PROVIDED RECORDS.

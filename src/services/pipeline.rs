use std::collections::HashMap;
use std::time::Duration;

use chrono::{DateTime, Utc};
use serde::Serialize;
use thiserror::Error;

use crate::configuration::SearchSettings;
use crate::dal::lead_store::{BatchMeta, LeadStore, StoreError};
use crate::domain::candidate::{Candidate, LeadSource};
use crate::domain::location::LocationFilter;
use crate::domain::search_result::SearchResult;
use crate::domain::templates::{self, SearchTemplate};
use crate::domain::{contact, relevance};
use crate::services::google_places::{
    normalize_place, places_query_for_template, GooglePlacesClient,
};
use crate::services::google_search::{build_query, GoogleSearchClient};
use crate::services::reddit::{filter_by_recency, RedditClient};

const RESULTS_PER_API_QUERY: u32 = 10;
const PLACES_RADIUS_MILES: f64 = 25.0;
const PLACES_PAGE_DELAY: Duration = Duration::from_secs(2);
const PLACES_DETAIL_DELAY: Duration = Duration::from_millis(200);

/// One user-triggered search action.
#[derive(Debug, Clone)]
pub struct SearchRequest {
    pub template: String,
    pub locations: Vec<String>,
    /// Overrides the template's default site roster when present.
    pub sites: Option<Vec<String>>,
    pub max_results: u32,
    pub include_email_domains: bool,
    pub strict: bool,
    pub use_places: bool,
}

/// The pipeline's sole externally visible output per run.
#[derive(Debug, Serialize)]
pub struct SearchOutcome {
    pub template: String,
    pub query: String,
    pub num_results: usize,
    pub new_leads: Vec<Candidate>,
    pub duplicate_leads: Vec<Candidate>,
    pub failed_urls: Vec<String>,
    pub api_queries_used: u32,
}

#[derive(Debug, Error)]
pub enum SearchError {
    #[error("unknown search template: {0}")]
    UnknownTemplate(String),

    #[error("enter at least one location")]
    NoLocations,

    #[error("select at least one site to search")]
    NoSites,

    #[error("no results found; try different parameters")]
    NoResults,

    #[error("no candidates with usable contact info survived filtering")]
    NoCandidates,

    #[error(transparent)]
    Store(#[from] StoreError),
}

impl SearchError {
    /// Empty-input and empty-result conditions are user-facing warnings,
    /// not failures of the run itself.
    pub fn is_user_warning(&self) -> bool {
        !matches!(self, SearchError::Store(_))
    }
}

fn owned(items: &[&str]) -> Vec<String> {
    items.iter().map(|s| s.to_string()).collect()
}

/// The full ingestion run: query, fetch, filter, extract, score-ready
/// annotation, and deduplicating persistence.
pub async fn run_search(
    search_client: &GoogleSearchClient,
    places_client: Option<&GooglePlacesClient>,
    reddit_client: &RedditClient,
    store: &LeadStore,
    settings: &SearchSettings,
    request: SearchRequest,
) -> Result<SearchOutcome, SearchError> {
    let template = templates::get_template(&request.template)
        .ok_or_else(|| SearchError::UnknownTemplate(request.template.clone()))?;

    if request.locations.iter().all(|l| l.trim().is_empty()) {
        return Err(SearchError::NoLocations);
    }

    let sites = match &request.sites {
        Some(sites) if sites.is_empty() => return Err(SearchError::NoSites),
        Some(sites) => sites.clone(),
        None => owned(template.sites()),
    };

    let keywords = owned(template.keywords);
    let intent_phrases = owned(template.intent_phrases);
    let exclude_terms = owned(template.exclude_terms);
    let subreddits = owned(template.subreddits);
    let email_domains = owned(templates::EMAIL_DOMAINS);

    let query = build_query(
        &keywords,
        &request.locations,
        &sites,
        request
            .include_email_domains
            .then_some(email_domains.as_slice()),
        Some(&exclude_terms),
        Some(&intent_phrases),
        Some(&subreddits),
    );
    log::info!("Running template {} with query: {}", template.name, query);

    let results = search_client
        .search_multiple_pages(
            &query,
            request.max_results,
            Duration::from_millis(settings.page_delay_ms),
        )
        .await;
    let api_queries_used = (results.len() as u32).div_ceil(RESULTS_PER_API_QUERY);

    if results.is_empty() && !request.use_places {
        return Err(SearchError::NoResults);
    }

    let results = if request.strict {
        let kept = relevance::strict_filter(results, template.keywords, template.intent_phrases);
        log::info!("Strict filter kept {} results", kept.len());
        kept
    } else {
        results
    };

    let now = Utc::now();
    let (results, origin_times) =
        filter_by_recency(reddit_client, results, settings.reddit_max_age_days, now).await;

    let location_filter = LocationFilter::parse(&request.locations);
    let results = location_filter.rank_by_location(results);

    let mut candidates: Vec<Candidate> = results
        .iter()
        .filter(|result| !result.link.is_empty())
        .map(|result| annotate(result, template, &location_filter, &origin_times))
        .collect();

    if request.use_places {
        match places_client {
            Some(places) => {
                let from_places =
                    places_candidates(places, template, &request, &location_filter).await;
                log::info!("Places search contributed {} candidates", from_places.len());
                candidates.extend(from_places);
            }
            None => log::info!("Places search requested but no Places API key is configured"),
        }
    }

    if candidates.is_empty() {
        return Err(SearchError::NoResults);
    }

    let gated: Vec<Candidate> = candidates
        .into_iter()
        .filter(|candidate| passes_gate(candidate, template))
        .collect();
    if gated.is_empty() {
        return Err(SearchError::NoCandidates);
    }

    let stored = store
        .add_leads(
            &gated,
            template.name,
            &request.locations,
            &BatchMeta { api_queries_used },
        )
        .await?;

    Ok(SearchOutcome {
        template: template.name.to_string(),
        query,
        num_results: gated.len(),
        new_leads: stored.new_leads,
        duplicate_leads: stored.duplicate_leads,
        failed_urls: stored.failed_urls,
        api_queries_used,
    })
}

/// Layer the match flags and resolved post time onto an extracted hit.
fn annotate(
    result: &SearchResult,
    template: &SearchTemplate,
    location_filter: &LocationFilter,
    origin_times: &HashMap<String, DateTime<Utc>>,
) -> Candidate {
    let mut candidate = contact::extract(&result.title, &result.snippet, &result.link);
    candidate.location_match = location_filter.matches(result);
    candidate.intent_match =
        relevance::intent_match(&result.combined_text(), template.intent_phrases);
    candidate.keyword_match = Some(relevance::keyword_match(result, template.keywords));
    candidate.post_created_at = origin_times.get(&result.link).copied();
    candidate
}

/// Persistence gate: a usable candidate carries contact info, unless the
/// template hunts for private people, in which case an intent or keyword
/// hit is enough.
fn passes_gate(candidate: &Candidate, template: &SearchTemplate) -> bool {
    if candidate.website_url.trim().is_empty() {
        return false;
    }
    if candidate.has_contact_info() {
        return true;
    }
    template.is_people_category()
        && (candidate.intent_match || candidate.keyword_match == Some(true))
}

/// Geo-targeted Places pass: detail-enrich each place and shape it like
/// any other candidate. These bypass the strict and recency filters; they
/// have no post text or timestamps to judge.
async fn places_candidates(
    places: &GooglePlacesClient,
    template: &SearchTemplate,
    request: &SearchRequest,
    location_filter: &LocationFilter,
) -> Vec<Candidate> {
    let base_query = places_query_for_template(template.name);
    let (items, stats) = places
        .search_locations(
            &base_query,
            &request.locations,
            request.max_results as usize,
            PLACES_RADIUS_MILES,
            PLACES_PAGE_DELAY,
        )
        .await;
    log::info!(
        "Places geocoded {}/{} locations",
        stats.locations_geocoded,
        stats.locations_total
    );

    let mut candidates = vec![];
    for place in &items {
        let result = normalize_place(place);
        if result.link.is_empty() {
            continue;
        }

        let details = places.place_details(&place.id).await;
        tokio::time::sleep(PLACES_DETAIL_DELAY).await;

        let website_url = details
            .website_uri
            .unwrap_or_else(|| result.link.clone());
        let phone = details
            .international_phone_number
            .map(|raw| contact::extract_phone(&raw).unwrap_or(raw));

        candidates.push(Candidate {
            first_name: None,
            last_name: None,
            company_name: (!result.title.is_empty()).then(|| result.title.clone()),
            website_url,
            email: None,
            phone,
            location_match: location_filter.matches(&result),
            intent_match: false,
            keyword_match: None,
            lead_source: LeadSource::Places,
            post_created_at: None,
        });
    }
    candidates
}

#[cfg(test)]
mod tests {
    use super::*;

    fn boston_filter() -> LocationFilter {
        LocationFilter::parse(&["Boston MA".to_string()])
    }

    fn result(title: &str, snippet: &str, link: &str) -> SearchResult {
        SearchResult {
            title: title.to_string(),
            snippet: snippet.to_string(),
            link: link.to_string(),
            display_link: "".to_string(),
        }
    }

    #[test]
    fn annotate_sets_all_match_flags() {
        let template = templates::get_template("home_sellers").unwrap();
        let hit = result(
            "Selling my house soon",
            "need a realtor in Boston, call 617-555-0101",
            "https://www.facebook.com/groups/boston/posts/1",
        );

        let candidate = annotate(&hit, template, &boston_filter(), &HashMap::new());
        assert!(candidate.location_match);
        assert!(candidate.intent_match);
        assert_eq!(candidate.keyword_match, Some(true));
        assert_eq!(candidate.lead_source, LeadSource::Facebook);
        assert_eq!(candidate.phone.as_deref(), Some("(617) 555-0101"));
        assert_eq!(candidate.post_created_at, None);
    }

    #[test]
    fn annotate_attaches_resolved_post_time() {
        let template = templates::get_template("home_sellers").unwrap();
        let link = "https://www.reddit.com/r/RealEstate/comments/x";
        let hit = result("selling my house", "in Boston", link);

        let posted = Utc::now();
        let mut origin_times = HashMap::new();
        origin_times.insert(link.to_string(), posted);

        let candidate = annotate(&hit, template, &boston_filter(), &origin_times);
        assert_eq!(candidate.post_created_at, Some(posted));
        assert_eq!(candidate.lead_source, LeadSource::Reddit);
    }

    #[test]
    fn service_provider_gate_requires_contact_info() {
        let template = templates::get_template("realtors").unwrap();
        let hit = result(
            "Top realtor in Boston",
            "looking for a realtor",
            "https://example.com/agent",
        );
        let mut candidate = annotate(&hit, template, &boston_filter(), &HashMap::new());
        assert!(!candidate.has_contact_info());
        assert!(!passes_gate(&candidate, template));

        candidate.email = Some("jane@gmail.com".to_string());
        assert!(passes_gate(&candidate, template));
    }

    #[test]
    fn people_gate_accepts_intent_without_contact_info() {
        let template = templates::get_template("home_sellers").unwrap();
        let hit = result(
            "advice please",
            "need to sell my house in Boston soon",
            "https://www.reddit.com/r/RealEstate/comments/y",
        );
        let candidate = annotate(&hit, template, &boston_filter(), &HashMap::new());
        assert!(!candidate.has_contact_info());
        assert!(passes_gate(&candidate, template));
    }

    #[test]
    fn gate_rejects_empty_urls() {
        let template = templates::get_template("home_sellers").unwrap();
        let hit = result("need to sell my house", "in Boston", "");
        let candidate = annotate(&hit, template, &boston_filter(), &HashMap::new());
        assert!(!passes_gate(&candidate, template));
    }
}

* * *

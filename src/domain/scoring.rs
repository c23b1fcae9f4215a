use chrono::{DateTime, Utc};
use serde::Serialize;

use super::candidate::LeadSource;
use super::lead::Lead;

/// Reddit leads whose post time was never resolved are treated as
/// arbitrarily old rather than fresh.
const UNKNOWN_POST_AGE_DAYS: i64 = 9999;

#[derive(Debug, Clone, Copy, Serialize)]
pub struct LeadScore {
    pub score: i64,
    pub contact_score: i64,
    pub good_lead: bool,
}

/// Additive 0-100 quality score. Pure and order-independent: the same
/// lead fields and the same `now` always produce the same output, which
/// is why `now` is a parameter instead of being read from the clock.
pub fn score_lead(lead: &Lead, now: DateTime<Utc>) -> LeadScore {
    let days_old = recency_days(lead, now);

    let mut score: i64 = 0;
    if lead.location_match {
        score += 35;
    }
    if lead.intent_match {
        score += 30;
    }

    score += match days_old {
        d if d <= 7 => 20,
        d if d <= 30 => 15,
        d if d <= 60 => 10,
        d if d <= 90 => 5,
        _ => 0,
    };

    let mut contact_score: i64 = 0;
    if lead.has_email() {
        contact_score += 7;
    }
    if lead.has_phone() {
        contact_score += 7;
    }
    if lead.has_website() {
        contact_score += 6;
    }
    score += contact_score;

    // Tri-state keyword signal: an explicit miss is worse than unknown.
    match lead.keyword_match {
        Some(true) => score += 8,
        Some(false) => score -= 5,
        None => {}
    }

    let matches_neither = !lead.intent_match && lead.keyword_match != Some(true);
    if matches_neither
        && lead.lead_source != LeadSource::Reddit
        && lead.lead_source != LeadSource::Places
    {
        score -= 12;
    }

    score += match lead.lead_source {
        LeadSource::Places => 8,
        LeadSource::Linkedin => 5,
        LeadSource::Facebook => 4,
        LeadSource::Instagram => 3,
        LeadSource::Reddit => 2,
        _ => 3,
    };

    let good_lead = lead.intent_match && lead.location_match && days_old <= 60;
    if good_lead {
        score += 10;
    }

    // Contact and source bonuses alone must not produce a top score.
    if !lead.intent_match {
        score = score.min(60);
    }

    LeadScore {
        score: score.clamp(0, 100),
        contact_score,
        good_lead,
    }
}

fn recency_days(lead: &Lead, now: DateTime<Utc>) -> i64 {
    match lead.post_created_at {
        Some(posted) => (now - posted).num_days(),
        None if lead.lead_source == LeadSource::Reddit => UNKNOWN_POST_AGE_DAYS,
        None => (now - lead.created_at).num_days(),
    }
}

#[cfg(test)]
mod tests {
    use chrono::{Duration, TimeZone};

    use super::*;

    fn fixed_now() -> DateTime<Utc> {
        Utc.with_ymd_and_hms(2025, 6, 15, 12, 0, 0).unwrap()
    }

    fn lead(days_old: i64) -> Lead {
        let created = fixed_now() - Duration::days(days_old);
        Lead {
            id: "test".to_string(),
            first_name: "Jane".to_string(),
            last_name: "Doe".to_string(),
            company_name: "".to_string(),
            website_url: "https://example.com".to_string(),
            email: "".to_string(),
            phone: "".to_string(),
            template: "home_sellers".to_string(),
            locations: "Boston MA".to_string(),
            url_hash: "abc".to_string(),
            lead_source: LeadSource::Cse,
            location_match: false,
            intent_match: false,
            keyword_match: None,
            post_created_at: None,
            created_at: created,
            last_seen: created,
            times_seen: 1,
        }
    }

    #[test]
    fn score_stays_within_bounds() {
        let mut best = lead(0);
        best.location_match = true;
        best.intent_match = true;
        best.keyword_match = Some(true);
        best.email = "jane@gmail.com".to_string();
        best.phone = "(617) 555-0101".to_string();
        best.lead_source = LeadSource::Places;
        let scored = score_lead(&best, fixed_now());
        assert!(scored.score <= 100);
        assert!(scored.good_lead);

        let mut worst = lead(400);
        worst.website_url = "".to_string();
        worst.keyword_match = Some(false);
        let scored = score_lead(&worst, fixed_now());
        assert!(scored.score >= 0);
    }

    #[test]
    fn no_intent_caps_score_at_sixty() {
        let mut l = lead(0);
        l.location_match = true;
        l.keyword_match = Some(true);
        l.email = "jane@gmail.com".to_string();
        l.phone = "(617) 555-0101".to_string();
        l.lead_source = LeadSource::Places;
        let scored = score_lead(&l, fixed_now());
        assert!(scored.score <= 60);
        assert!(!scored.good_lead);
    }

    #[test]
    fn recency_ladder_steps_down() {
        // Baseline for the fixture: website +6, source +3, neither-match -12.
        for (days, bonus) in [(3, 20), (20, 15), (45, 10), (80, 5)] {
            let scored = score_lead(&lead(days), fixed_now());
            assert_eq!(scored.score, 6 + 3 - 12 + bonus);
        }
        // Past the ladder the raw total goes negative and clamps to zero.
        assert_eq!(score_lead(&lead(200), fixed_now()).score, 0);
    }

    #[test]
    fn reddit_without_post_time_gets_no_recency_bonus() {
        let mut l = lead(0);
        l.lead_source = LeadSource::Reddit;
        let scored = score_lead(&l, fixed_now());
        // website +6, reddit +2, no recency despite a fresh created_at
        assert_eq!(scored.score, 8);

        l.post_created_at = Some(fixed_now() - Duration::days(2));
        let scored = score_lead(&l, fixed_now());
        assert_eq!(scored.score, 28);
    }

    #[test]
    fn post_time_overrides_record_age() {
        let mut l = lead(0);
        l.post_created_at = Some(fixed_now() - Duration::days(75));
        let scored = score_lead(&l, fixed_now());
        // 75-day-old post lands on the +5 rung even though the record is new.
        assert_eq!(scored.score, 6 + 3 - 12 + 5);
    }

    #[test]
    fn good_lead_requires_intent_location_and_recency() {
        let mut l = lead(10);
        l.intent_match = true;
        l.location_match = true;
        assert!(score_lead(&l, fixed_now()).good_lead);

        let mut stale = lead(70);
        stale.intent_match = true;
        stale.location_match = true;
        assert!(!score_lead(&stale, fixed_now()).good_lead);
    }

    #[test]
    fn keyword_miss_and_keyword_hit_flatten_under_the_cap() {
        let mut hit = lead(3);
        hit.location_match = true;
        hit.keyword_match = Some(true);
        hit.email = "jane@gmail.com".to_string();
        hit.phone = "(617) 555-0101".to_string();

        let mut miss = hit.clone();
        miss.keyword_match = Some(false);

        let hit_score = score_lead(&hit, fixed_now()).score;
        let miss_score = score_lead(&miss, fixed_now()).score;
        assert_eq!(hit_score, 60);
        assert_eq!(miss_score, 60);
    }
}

TASK REQUIREMENTS. Tell me how many lines of the records include the word "const", replying with the number alone.

WRITTEN REPLY. 5